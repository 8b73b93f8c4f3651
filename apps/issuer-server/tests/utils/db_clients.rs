use sql_data_provider::{DataLayer, DbConn};

use self::credential_offers::CredentialOffersDB;
use self::status_lists::StatusListsDB;


pub struct DbClient {
    pub credential_offers: CredentialOffersDB,
    pub status_lists: StatusListsDB,
}

impl DbClient {
    pub fn new(db: DbConn) -> Self {
        let data_layer = DataLayer::build(db);

        Self {
            credential_offers: CredentialOffersDB::new(&data_layer),
            status_lists: StatusListsDB::new(&data_layer),
        }
    }
}
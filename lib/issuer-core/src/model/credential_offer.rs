use serde_json::Value;
use shared_types::CredentialOfferId;
use strum::{Display, EnumString};
use time::{Duration, OffsetDateTime};
use uuid::Uuid;

use super::status_list::{StatusListSlot, StatusListSlotRelations};

#[derive(Clone, Debug, Eq, PartialEq)]
pub struct CredentialOffer {
    pub id: CredentialOfferId,
    pub created_date: OffsetDateTime,
    pub last_modified: OffsetDateTime,
    pub state: CredentialOfferStateEnum,
    /// Credential configuration ids from the issuer metadata, only the first one is issued
    pub credential_configuration_ids: Vec<String>,
    pub offer_data: Option<Value>,
    pub credential_metadata: Option<Value>,
    pub access_token: Option<Uuid>,
    pub token_expiration_timestamp: Option<OffsetDateTime>,
    pub nonce: Uuid,
    pub offer_expiration_timestamp: OffsetDateTime,
    pub credential_valid_from: Option<OffsetDateTime>,
    pub credential_valid_until: Option<OffsetDateTime>,

    // Relations:
    pub status_list_slots: Option<Vec<StatusListSlot>>,
}

#[derive(Clone, Debug, Eq, PartialEq, Default)]
pub struct CredentialOfferRelations {
    pub status_list_slots: Option<StatusListSlotRelations>,
}

#[derive(Clone, Copy, Debug, Eq, PartialEq, Hash, Display, EnumString)]
#[strum(serialize_all = "SCREAMING_SNAKE_CASE")]
pub enum CredentialOfferStateEnum {
    Offered,
    InProgress,
    Issued,
    Expired,
}

impl CredentialOfferStateEnum {
    pub fn is_terminal(&self) -> bool {
        matches!(self, Self::Issued | Self::Expired)
    }

    /// Legal edges: OFFERED -> IN_PROGRESS -> ISSUED, and any non-terminal state -> EXPIRED
    pub fn can_transition_to(&self, next: CredentialOfferStateEnum) -> bool {
        match (self, next) {
            (Self::Offered, Self::InProgress) | (Self::InProgress, Self::Issued) => true,
            (current, Self::Expired) => !current.is_terminal(),
            _ => false,
        }
    }
}

/// Changes applied together with a state transition
#[derive(Clone, Debug, Eq, PartialEq)]
pub struct UpdateCredentialOfferRequest {
    pub state: CredentialOfferStateEnum,
    pub access_token: Option<Uuid>,
    pub token_expiration_timestamp: Option<OffsetDateTime>,
    pub clear_offer_data: bool,
}

#[derive(Clone, Debug, Eq, PartialEq, thiserror::Error)]
#[error("Invalid credential offer transition from {from} to {to}")]
pub struct InvalidTransitionError {
    pub from: CredentialOfferStateEnum,
    pub to: CredentialOfferStateEnum,
}

impl CredentialOffer {
    pub fn has_offer_expired(&self, now: OffsetDateTime) -> bool {
        now > self.offer_expiration_timestamp
    }

    pub fn is_token_expired(&self, now: OffsetDateTime) -> bool {
        self.token_expiration_timestamp
            .is_some_and(|expiration| now > expiration)
    }

    /// Redeems the pre-authorized code. The access token is minted only once.
    pub fn mark_as_in_progress(
        &mut self,
        now: OffsetDateTime,
        token_ttl: Duration,
    ) -> Result<UpdateCredentialOfferRequest, InvalidTransitionError> {
        self.transition_to(CredentialOfferStateEnum::InProgress)?;

        let access_token = *self.access_token.get_or_insert_with(Uuid::new_v4);
        let token_expiration_timestamp = now + token_ttl;
        self.token_expiration_timestamp = Some(token_expiration_timestamp);
        self.last_modified = now;

        Ok(UpdateCredentialOfferRequest {
            state: self.state,
            access_token: Some(access_token),
            token_expiration_timestamp: Some(token_expiration_timestamp),
            clear_offer_data: false,
        })
    }

    pub fn mark_as_issued(
        &mut self,
        now: OffsetDateTime,
    ) -> Result<UpdateCredentialOfferRequest, InvalidTransitionError> {
        self.transition_to(CredentialOfferStateEnum::Issued)?;
        self.offer_data = None;
        self.last_modified = now;

        Ok(UpdateCredentialOfferRequest {
            state: self.state,
            access_token: self.access_token,
            token_expiration_timestamp: self.token_expiration_timestamp,
            clear_offer_data: true,
        })
    }

    /// Returns `None` when the offer is already expired, expiring is idempotent
    pub fn mark_as_expired(&mut self, now: OffsetDateTime) -> Option<UpdateCredentialOfferRequest> {
        if self.state == CredentialOfferStateEnum::Expired {
            return None;
        }

        // issued offers are terminal
        self.transition_to(CredentialOfferStateEnum::Expired).ok()?;
        self.offer_data = None;
        self.access_token = None;
        self.token_expiration_timestamp = None;
        self.last_modified = now;

        Some(UpdateCredentialOfferRequest {
            state: self.state,
            access_token: None,
            token_expiration_timestamp: None,
            clear_offer_data: true,
        })
    }

    fn transition_to(
        &mut self,
        next: CredentialOfferStateEnum,
    ) -> Result<(), InvalidTransitionError> {
        if !self.state.can_transition_to(next) {
            return Err(InvalidTransitionError {
                from: self.state,
                to: next,
            });
        }

        self.state = next;
        Ok(())
    }
}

━━━━━━━━━━

**To do**.
Would you filter the records and copy each line that contains the word "CredentialOfferStateEnum"?

**Solution for this problem**.
    pub state: CredentialOfferStateEnum,
pub enum CredentialOfferStateEnum {
impl CredentialOfferStateEnum {
    pub fn can_transition_to(&self, next: CredentialOfferStateEnum) -> bool {
    pub state: CredentialOfferStateEnum,
    pub from: CredentialOfferStateEnum,
    pub to: CredentialOfferStateEnum,
        self.transition_to(CredentialOfferStateEnum::InProgress)?;
        self.transition_to(CredentialOfferStateEnum::Issued)?;
        if self.state == CredentialOfferStateEnum::Expired {
        self.transition_to(CredentialOfferStateEnum::Expired).ok()?;
        next: CredentialOfferStateEnum,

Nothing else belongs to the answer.